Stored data

*** Begin section ***

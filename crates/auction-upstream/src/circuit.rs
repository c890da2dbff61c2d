//! Circuit breaker guarding the marketplace connection: N consecutive
//! connection/server errors open the breaker for a cooldown.
//!
//! Built around a compare-exchange trigger, but this breaker self-heals
//! after `cooldown` elapses rather than requiring a manual reset — a
//! transient marketplace outage shouldn't need an operator.

use std::sync::atomic::{AtomicBool, AtomicI64, AtomicU32, Ordering};
use std::time::{Duration, SystemTime, UNIX_EPOCH};

fn now_ms() -> i64 {
    SystemTime::now()
        .duration_since(UNIX_EPOCH)
        .expect("time went backwards")
        .as_millis() as i64
}

pub struct CircuitBreaker {
    open: AtomicBool,
    opened_at_ms: AtomicI64,
    consecutive_failures: AtomicU32,
    failure_threshold: u32,
    cooldown: Duration,
}

impl CircuitBreaker {
    pub fn new(failure_threshold: u32, cooldown: Duration) -> Self {
        Self {
            open: AtomicBool::new(false),
            opened_at_ms: AtomicI64::new(0),
            consecutive_failures: AtomicU32::new(0),
            failure_threshold,
            cooldown,
        }
    }

    /// `true` if requests should currently be refused. Auto half-opens
    /// (stops refusing) once `cooldown` has elapsed since the trip.
    pub fn is_open(&self) -> bool {
        if !self.open.load(Ordering::SeqCst) {
            return false;
        }
        let opened_at = self.opened_at_ms.load(Ordering::SeqCst);
        let elapsed = now_ms().saturating_sub(opened_at);
        if elapsed >= self.cooldown.as_millis() as i64 {
            self.open.store(false, Ordering::SeqCst);
            self.consecutive_failures.store(0, Ordering::SeqCst);
            false
        } else {
            true
        }
    }

    pub fn opened_at_ms(&self) -> i64 {
        self.opened_at_ms.load(Ordering::SeqCst)
    }

    /// Record a successful call; resets the failure streak.
    pub fn record_success(&self) {
        self.consecutive_failures.store(0, Ordering::SeqCst);
    }

    /// Record a retryable failure; trips the breaker once the threshold is
    /// reached.
    pub fn record_failure(&self) {
        let count = self.consecutive_failures.fetch_add(1, Ordering::SeqCst) + 1;
        if count >= self.failure_threshold
            && self
                .open
                .compare_exchange(false, true, Ordering::SeqCst, Ordering::SeqCst)
                .is_ok()
        {
            self.opened_at_ms.store(now_ms(), Ordering::SeqCst);
        }
    }
}

#[cfg(test)]
mod tests {
    use super::*;

    #[test]
    fn stays_closed_below_threshold() {
        let breaker = CircuitBreaker::new(3, Duration::from_secs(30));
        breaker.record_failure();
        breaker.record_failure();
        assert!(!breaker.is_open());
    }

    #[test]
    fn opens_at_threshold() {
        let breaker = CircuitBreaker::new(3, Duration::from_secs(30));
        breaker.record_failure();
        breaker.record_failure();
        breaker.record_failure();
        assert!(breaker.is_open());
    }

    #[test]
    fn success_resets_failure_streak() {
        let breaker = CircuitBreaker::new(3, Duration::from_secs(30));
        breaker.record_failure();
        breaker.record_failure();
        breaker.record_success();
        breaker.record_failure();
        assert!(!breaker.is_open());
    }

    #[test]
    fn half_opens_after_cooldown() {
        let breaker = CircuitBreaker::new(1, Duration::from_millis(5));
        breaker.record_failure();
        assert!(breaker.is_open());
        std::thread::sleep(Duration::from_millis(15));
        assert!(!breaker.is_open());
    }
}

*** End section ***

__Exercise brief__. Scan the records above and report every line with the string "once".

__Finished task__.
    /// (stops refusing) once `cooldown` has elapsed since the trip.
    /// Record a retryable failure; trips the breaker once the threshold is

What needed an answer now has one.